03.07.2019. Die FAZ erklärt, was es heißt, wenn eine offizielle Handreichung für Museen das Osmanische Reich plötzlich nicht mehr als ehemalige Kolonialmacht sieht. Die taz freut sich, dass mit den Fernsehgebühren alles bestens läuft - immerhin musste man 45 Millionen Haushalte überprüfen. Die SZ hat herausgefunden, dass China eine Überwachungssoftware auf die Handys von Touristen speichert: Es wird geraten vor der China-Reise alle Dateien über den Dalai Lama zu löschen! Libération staunt über "La surprise de la cheffe". Und die SZ findet "toxisch" so "toxisch" wie "hysterisch".

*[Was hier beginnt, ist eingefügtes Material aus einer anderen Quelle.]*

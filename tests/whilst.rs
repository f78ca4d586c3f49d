use std::{cell::RefCell, rc::Rc, time::Duration};

use asyncflow::{Defer, Done, EventLoop, Flow, Timer};

fn slot<T: 'static>() -> (Rc<RefCell<Option<T>>>, impl FnOnce(T) + 'static) {
    let cell = Rc::new(RefCell::new(None));
    let c = Rc::clone(&cell);
    (cell, move |v| *c.borrow_mut() = Some(v))
}

#[test]
fn counts_up_to_five() {
    let el = EventLoop::new();
    let (result, on_done) = slot::<Result<Option<u32>, ()>>();
    let queue = el.clone();
    Flow::default().whilst(
        |last: Option<&u32>, _| last.is_none_or(|v| *v < 5),
        move |last, done| {
            let next = last.unwrap_or(0) + 1;
            queue.defer(Box::new(move || done.ok(next)));
        },
        on_done,
    );
    assert_eq!(*result.borrow(), None);
    el.run();
    assert_eq!(*result.borrow(), Some(Ok(Some(5))));
}

#[test]
fn test_sees_evaluation_count() {
    let indices = Rc::new(RefCell::new(Vec::new()));
    let iterations = Rc::new(RefCell::new(Vec::new()));
    let (result, on_done) = slot::<Result<Option<usize>, ()>>();
    let (i, it) = (Rc::clone(&indices), Rc::clone(&iterations));
    Flow::default().whilst(
        move |_: Option<&usize>, index| {
            i.borrow_mut().push(index);
            index < 3
        },
        move |_, done: Done<usize, ()>| {
            it.borrow_mut().push(done.index());
            done.ok(done.index() * 10);
        },
        on_done,
    );
    assert_eq!(*result.borrow(), Some(Ok(Some(20))));
    assert_eq!(*indices.borrow(), [0, 1, 2, 3]);
    assert_eq!(*iterations.borrow(), [0, 1, 2]);
}

#[test]
fn false_test_never_iterates() {
    let (result, on_done) = slot::<Result<Option<u8>, ()>>();
    Flow::default().whilst(|_: Option<&u8>, _| false, |_, _| unreachable!(), on_done);
    assert_eq!(*result.borrow(), Some(Ok(None)));
}

#[test]
fn until_inverts_the_test() {
    let el = EventLoop::new();
    let (result, on_done) = slot::<Result<Option<String>, ()>>();
    let timer = el.clone();
    Flow::default().until(
        |last: Option<&String>, _| last.is_some_and(|s| s.len() >= 4),
        move |last, done| {
            let next = last.unwrap_or_default() + "ab";
            timer.schedule(Duration::from_millis(10), Box::new(move || done.ok(next)));
        },
        on_done,
    );
    el.advance(Duration::from_millis(10));
    assert_eq!(*result.borrow(), None);
    el.advance(Duration::from_millis(10));
    assert_eq!(*result.borrow(), Some(Ok(Some("abab".to_string()))));
}

#[test]
fn error_ends_the_loop() {
    let el = EventLoop::new();
    let (result, on_done) = slot::<Result<Option<u32>, String>>();
    let queue = el.clone();
    Flow::default().whilst(
        |_: Option<&u32>, _| true,
        move |last, done: Done<u32, String>| {
            let next = last.unwrap_or(0) + 1;
            queue.defer(Box::new(move || {
                if next == 3 {
                    done.fail(format!("stopped at {next}"));
                } else {
                    done.ok(next);
                }
            }));
        },
        on_done,
    );
    el.run();
    assert_eq!(*result.borrow(), Some(Err("stopped at 3".to_string())));
}

#[test]
fn break_keeps_last_value() {
    let (result, on_done) = slot::<Result<Option<u32>, ()>>();
    Flow::default().whilst(
        |_: Option<&u32>, _| true,
        |last, done| {
            let next = last.unwrap_or(0) + 1;
            if next > 4 { done.stop() } else { done.ok(next) }
        },
        on_done,
    );
    assert_eq!(*result.borrow(), Some(Ok(Some(4))));
}

#[test]
fn long_synchronous_loops_do_not_grow_the_stack() {
    let (result, on_done) = slot::<Result<Option<u64>, ()>>();
    Flow::default().whilst(
        |last: Option<&u64>, _| last.is_none_or(|v| *v < 500_000),
        |last, done| done.ok(last.unwrap_or(0) + 1),
        on_done,
    );
    assert_eq!(*result.borrow(), Some(Ok(Some(500_000))));
}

Wer hat weder Gesicht noch Stimme?

02.07.2019. Der Tagesspiegel erzählt in einem Dossier, "wem Berlin gehört" und auch warum. Die taz zeigt, wie die katholische Kirche in Kroatien (und ein bisschen auch in Deutschland) die Holocaust-Relativierung fördert.  Die Diskussion um das Jüdische Museum Berlin geht weiter.  Project Syndicate prangert die Gewalt gegen Frauen in Nigeria an, die engstens mit dem patriarchalischen Regime und der Tradition verknüpft ist.

La Capitana

01.07.2019. Emma.de feiert die Kapitänin Carola Rackete, die den Capitano zur Weißglut treibt. Die taz erinnert an den Mord an Marwa El-Sherbini vor zehn Jahren. Der IT-Sicherheitsexperte Michael Steigerwald rät in Zeit online: Smarte Küchengeräte vom Strom trennen, sonst hören sie mit. Die FAS rät von der "Euro Fatwa App" ab.  Der Guardian schildert Matthew Caruana Galizias Kampf für die Aufklärung des Mords an seiner Mutter.